:: Work order ::
Every record below needs to be printed again exactly.

:: Task material ::

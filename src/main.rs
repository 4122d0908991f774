//! Entry point: load configuration, open the domain log sinks, spawn the
//! scheduler and (if enabled) the control RPC, then wait for either to
//! exit or for a shutdown signal.

mod codec;
mod config;
mod context;
mod delivery;
mod errors;
mod logs;
mod mailbox;
mod models;
mod retry;
mod rpc;
mod rules;
mod scheduler;

use std::env::VarError;
use std::path::PathBuf;
use std::sync::atomic::{AtomicBool, Ordering};
use std::sync::Arc;
use std::thread;

use context::ServiceContext;
use tracing_subscriber::EnvFilter;

const DATA_DIR_ENV: &str = "MAIL_FORWARD_GATEWAY_DATA_DIR";
const DEFAULT_DATA_DIR: &str = "/etc/mail-forward-gateway";

fn main() {
    tracing_subscriber::fmt()
        .with_env_filter(EnvFilter::try_from_default_env().unwrap_or_else(|_| EnvFilter::new("info")))
        .init();

    let data_dir = data_dir();
    tracing::info!(data_dir = %data_dir.display(), "starting up");

    let ctx = match ServiceContext::load(&data_dir) {
        Ok(ctx) => ctx,
        Err(e) => {
            tracing::error!(error = %e, "failed to load service context, exiting");
            std::process::exit(1);
        }
    };

    let shutdown = Arc::new(AtomicBool::new(false));
    {
        let shutdown = shutdown.clone();
        if let Err(e) = ctrlc::set_handler(move || {
            tracing::info!("shutdown signal received");
            shutdown.store(true, Ordering::Relaxed);
        }) {
            tracing::warn!(error = %e, "failed to install shutdown signal handler");
        }
    }

    let api_enabled = ctx.config.lock().map(|c| c.api_enabled).unwrap_or(true);
    let api_port = ctx.config.lock().map(|c| c.api_port).unwrap_or(5555);

    let rpc_handle = if api_enabled {
        let ctx = ctx.clone();
        let shutdown = shutdown.clone();
        Some(thread::spawn(move || {
            if let Err(e) = rpc::run(ctx.clone(), api_port, shutdown) {
                ctx.logs.log_error(&format!("control RPC exited: {e}"));
            }
        }))
    } else {
        None
    };

    let scheduler_shutdown = shutdown.clone();
    let scheduler_ctx = ctx.clone();
    let scheduler_handle = thread::spawn(move || scheduler::run(scheduler_ctx, scheduler_shutdown));

    let _ = scheduler_handle.join();
    if let Some(handle) = rpc_handle {
        let _ = handle.join();
    }
}

fn data_dir() -> PathBuf {
    match std::env::var(DATA_DIR_ENV) {
        Ok(v) => PathBuf::from(v),
        Err(VarError::NotPresent) => PathBuf::from(DEFAULT_DATA_DIR),
        Err(VarError::NotUnicode(raw)) => {
            tracing::warn!(?raw, "{DATA_DIR_ENV} is not valid unicode, using default");
            PathBuf::from(DEFAULT_DATA_DIR)
        }
    }
}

:: Task output ::
filename src/main.rs
repository 4122d0908991f774
//! Entry point: load configuration, open the domain log sinks, spawn the
//! scheduler and (if enabled) the control RPC, then wait for either to
//! exit or for a shutdown signal.

mod codec;
mod config;
mod context;
mod delivery;
mod errors;
mod logs;
mod mailbox;
mod models;
mod retry;
mod rpc;
mod rules;
mod scheduler;

use std::env::VarError;
use std::path::PathBuf;
use std::sync::atomic::{AtomicBool, Ordering};
use std::sync::Arc;
use std::thread;

use context::ServiceContext;
use tracing_subscriber::EnvFilter;

const DATA_DIR_ENV: &str = "MAIL_FORWARD_GATEWAY_DATA_DIR";
const DEFAULT_DATA_DIR: &str = "/etc/mail-forward-gateway";

fn main() {
    tracing_subscriber::fmt()
        .with_env_filter(EnvFilter::try_from_default_env().unwrap_or_else(|_| EnvFilter::new("info")))
        .init();

    let data_dir = data_dir();
    tracing::info!(data_dir = %data_dir.display(), "starting up");

    let ctx = match ServiceContext::load(&data_dir) {
        Ok(ctx) => ctx,
        Err(e) => {
            tracing::error!(error = %e, "failed to load service context, exiting");
            std::process::exit(1);
        }
    };

    let shutdown = Arc::new(AtomicBool::new(false));
    {
        let shutdown = shutdown.clone();
        if let Err(e) = ctrlc::set_handler(move || {
            tracing::info!("shutdown signal received");
            shutdown.store(true, Ordering::Relaxed);
        }) {
            tracing::warn!(error = %e, "failed to install shutdown signal handler");
        }
    }

    let api_enabled = ctx.config.lock().map(|c| c.api_enabled).unwrap_or(true);
    let api_port = ctx.config.lock().map(|c| c.api_port).unwrap_or(5555);

    let rpc_handle = if api_enabled {
        let ctx = ctx.clone();
        let shutdown = shutdown.clone();
        Some(thread::spawn(move || {
            if let Err(e) = rpc::run(ctx.clone(), api_port, shutdown) {
                ctx.logs.log_error(&format!("control RPC exited: {e}"));
            }
        }))
    } else {
        None
    };

    let scheduler_shutdown = shutdown.clone();
    let scheduler_ctx = ctx.clone();
    let scheduler_handle = thread::spawn(move || scheduler::run(scheduler_ctx, scheduler_shutdown));

    let _ = scheduler_handle.join();
    if let Some(handle) = rpc_handle {
        let _ = handle.join();
    }
}

fn data_dir() -> PathBuf {
    match std::env::var(DATA_DIR_ENV) {
        Ok(v) => PathBuf::from(v),
        Err(VarError::NotPresent) => PathBuf::from(DEFAULT_DATA_DIR),
        Err(VarError::NotUnicode(raw)) => {
            tracing::warn!(?raw, "{DATA_DIR_ENV} is not valid unicode, using default");
            PathBuf::from(DEFAULT_DATA_DIR)
        }
    }
}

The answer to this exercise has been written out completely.